Data shown START
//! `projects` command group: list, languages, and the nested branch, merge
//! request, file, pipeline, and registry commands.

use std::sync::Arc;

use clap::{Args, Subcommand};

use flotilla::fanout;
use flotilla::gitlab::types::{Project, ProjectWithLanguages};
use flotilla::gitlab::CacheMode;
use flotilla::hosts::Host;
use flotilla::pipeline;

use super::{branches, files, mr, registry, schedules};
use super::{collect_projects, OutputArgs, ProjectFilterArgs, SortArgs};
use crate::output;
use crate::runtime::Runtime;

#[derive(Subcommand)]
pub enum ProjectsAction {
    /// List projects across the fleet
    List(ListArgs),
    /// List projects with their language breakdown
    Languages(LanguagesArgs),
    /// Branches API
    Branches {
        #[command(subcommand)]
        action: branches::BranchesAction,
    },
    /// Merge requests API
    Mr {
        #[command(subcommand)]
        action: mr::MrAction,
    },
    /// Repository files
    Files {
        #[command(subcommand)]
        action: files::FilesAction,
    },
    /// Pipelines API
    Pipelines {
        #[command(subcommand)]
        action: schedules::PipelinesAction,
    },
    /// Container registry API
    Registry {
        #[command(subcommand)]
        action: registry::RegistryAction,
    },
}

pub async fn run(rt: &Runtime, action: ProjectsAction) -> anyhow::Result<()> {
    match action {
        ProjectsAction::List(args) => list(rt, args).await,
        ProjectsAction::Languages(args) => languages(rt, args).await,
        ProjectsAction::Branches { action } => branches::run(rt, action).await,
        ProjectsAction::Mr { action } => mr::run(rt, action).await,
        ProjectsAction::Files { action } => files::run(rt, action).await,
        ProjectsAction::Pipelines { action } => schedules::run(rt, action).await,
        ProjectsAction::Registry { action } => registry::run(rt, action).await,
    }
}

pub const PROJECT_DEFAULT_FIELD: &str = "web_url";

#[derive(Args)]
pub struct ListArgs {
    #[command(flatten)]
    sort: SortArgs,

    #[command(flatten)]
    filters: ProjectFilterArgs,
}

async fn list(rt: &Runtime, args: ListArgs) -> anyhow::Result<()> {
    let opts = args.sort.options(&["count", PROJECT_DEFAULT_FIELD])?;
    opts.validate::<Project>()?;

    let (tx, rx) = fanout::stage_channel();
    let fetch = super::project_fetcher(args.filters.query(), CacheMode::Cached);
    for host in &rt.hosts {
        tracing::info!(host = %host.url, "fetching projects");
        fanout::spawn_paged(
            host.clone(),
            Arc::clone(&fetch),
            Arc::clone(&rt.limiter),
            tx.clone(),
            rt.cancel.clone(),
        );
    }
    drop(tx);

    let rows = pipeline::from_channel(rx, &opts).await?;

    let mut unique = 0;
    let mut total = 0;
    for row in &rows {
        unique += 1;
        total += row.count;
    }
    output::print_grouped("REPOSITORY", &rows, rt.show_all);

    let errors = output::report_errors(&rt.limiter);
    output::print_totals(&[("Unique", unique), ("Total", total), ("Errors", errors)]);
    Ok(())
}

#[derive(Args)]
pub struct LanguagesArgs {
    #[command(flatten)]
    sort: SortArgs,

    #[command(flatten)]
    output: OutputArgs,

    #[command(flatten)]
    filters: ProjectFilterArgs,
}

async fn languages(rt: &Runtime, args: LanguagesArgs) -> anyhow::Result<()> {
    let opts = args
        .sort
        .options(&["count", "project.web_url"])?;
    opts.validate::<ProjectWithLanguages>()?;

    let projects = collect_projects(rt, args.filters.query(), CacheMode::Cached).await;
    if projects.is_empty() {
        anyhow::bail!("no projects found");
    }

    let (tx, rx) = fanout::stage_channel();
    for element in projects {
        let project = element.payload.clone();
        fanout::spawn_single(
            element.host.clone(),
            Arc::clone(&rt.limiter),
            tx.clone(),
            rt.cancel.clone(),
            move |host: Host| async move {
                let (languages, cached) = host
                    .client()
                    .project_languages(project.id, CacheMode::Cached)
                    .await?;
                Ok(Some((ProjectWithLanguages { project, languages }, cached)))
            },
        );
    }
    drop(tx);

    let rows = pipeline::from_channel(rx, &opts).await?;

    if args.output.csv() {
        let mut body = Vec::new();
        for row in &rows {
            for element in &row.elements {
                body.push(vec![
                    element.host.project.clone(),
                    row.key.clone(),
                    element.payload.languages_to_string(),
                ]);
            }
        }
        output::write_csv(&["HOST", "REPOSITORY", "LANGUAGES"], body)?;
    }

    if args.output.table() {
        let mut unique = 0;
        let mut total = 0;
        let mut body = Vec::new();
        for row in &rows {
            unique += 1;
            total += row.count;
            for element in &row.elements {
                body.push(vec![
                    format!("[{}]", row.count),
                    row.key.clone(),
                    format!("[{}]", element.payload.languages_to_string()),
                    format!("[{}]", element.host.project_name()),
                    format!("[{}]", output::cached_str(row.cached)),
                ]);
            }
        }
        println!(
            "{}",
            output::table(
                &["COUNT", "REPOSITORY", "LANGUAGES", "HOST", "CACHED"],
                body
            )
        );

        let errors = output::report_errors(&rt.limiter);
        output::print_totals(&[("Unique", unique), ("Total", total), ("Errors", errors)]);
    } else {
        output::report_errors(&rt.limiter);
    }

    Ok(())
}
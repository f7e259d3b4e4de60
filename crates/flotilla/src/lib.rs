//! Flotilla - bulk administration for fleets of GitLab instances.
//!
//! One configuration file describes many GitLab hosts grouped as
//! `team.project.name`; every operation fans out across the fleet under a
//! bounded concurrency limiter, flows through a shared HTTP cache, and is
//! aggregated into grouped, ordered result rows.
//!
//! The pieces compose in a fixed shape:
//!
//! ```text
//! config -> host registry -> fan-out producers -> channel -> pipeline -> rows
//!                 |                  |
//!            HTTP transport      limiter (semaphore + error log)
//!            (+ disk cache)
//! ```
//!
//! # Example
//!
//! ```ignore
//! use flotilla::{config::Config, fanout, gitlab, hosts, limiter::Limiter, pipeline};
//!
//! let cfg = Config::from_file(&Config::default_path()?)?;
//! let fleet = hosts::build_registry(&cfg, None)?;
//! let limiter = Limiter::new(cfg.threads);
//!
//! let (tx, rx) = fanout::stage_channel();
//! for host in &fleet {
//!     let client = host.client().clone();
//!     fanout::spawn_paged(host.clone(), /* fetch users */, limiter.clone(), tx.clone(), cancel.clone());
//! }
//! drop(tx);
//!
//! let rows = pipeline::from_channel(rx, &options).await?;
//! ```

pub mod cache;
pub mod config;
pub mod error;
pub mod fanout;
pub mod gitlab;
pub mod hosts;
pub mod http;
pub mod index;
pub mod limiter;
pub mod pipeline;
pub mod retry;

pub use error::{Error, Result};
Data shown END
*How to complete this task*. Every line of the data above that includes "anyhow" should be listed.

*Exercise answer*.
pub async fn run(rt: &Runtime, action: ProjectsAction) -> anyhow::Result<()> {
async fn list(rt: &Runtime, args: ListArgs) -> anyhow::Result<()> {
async fn languages(rt: &Runtime, args: LanguagesArgs) -> anyhow::Result<()> {
        anyhow::bail!("no projects found");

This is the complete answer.